══ Data for this exercise ══

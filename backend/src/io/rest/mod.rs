//! # REST API Interface Layer
//!
//! HTTP endpoints for the bill tracker. Handlers translate requests into
//! domain calls and domain results into status codes; they hold no
//! business logic of their own.

pub mod analysis_apis;
pub mod bill_apis;
pub mod mappers;

pub use analysis_apis::*;
pub use bill_apis::*;
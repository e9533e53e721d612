//! Unit tests for node rendering.

use crate::{
    lexer::tokens::{Token, TokenKind},
    MK_TOKEN,
};

use super::{
    ast::{Expr, Node, Program, Stmt},
    expressions::{IdentifierExpr, InfixExpr, IntegerExpr, PrefixExpr},
    statements::{ExpressionStmt, LetStmt, ReturnStmt},
};

fn ident(name: &str) -> IdentifierExpr {
    IdentifierExpr {
        token: MK_TOKEN!(TokenKind::Identifier, name.to_string()),
        value: name.to_string(),
    }
}

fn int(value: i64) -> Expr {
    Expr::Integer(IntegerExpr {
        token: MK_TOKEN!(TokenKind::Int, value.to_string()),
        value,
    })
}

fn op(kind: TokenKind, literal: &str) -> Token {
    MK_TOKEN!(kind, literal.to_string())
}

#[test]
fn test_let_statement_rendering() {
    let program = Program {
        statements: vec![Stmt::Let(LetStmt {
            token: op(TokenKind::Let, "let"),
            name: ident("myVar"),
            value: Expr::Identifier(ident("anotherVar")),
        })],
    };

    assert_eq!(program.to_text(), "let myVar = anotherVar;");
    assert_eq!(program.token_literal(), "let");
}

#[test]
fn test_return_statement_rendering() {
    let stmt = Stmt::Return(ReturnStmt {
        token: op(TokenKind::Return, "return"),
        value: int(10),
    });

    assert_eq!(stmt.to_text(), "return 10;");
    assert_eq!(stmt.token_literal(), "return");
}

#[test]
fn test_operator_rendering_is_parenthesized() {
    let negated = Expr::Prefix(PrefixExpr {
        operator: op(TokenKind::Dash, "-"),
        right_expr: Box::new(int(15)),
    });
    assert_eq!(negated.to_text(), "(-15)");
    assert_eq!(negated.token_literal(), "-");

    let sum = Expr::Infix(InfixExpr {
        left: Box::new(int(5)),
        operator: op(TokenKind::Plus, "+"),
        right: Box::new(negated),
    });
    assert_eq!(sum.to_text(), "(5 + (-15))");

    let stmt = Stmt::Expression(ExpressionStmt {
        token: op(TokenKind::Int, "5"),
        expression: sum,
    });
    assert_eq!(stmt.to_text(), "(5 + (-15))");
    assert_eq!(stmt.token_literal(), "5");
}

#[test]
fn test_program_concatenates_statements() {
    let program = Program {
        statements: vec![
            Stmt::Let(LetStmt {
                token: op(TokenKind::Let, "let"),
                name: ident("x"),
                value: int(1),
            }),
            Stmt::Expression(ExpressionStmt {
                token: op(TokenKind::Identifier, "x"),
                expression: Expr::Identifier(ident("x")),
            }),
        ],
    };

    assert_eq!(program.len(), 2);
    assert_eq!(program.to_string(), "let x = 1;x");
}

#[test]
fn test_empty_program() {
    let program = Program::default();

    assert!(program.is_empty());
    assert_eq!(program.token_literal(), "");
    assert_eq!(program.to_text(), "");
}
//! Parser module for building the syntax tree.
//!
//! This module contains the parser that pulls tokens from a lexer and builds
//! a [`Program`](crate::ast::ast::Program). It uses a Pratt parser for
//! expressions with operator precedence and handles:
//!
//! - Statement dispatch (`let`, `return`, expression statements)
//! - Prefix and infix expressions
//! - Diagnostic accumulation without aborting the parse
//!
//! Expressions are parsed with NUD (null denotation) and LED (left
//! denotation) handlers looked up by token kind, with binding powers for
//! precedence.

pub mod expr;
pub mod lookups;
pub mod parser;
pub mod stmt;

#[cfg(test)]
mod property_tests;
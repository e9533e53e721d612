//! Utility macros for the front end.
//!
//! - `MK_TOKEN!` - Creates a Token instance
//! - `MK_DEFAULT_HANDLER!` - Creates a default lexer handler for fixed tokens
//!
//! These macros reduce boilerplate in the lexer pattern table.

/// Creates a Token instance.
///
/// # Arguments
///
/// * `$kind` - The TokenKind
/// * `$literal` - The token's source text
///
/// # Example
///
/// ```ignore
/// let token = MK_TOKEN!(TokenKind::Int, "42".to_string());
/// ```
#[macro_export]
macro_rules! MK_TOKEN {
    ($kind:expr, $literal:expr) => {
        $crate::lexer::tokens::Token {
            kind: $kind,
            literal: $literal,
        }
    };
}

/// Creates a default lexer handler for a fixed operator or delimiter.
///
/// The matched text becomes the token literal unchanged.
///
/// # Example
///
/// ```ignore
/// RegexPattern {
///     regex: Regex::new("^\\+").unwrap(),
///     handler: MK_DEFAULT_HANDLER!(TokenKind::Plus),
/// }
/// ```
#[macro_export]
macro_rules! MK_DEFAULT_HANDLER {
    ($kind:expr) => {
        |matched: &str| $crate::MK_TOKEN!($kind, String::from(matched))
    };
}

═══

▶ [What the task asks]
Find the line with "expressions with operator" in the entries above. Retype it and each line after it, exactly, through the line with "and LED (left", and stop there.

▶ [Output of the task]
//! expressions with operator precedence and handles:
//!
//! - Statement dispatch (`let`, `return`, expression statements)
//! - Prefix and infix expressions
//! - Diagnostic accumulation without aborting the parse
//!
//! Expressions are parsed with NUD (null denotation) and LED (left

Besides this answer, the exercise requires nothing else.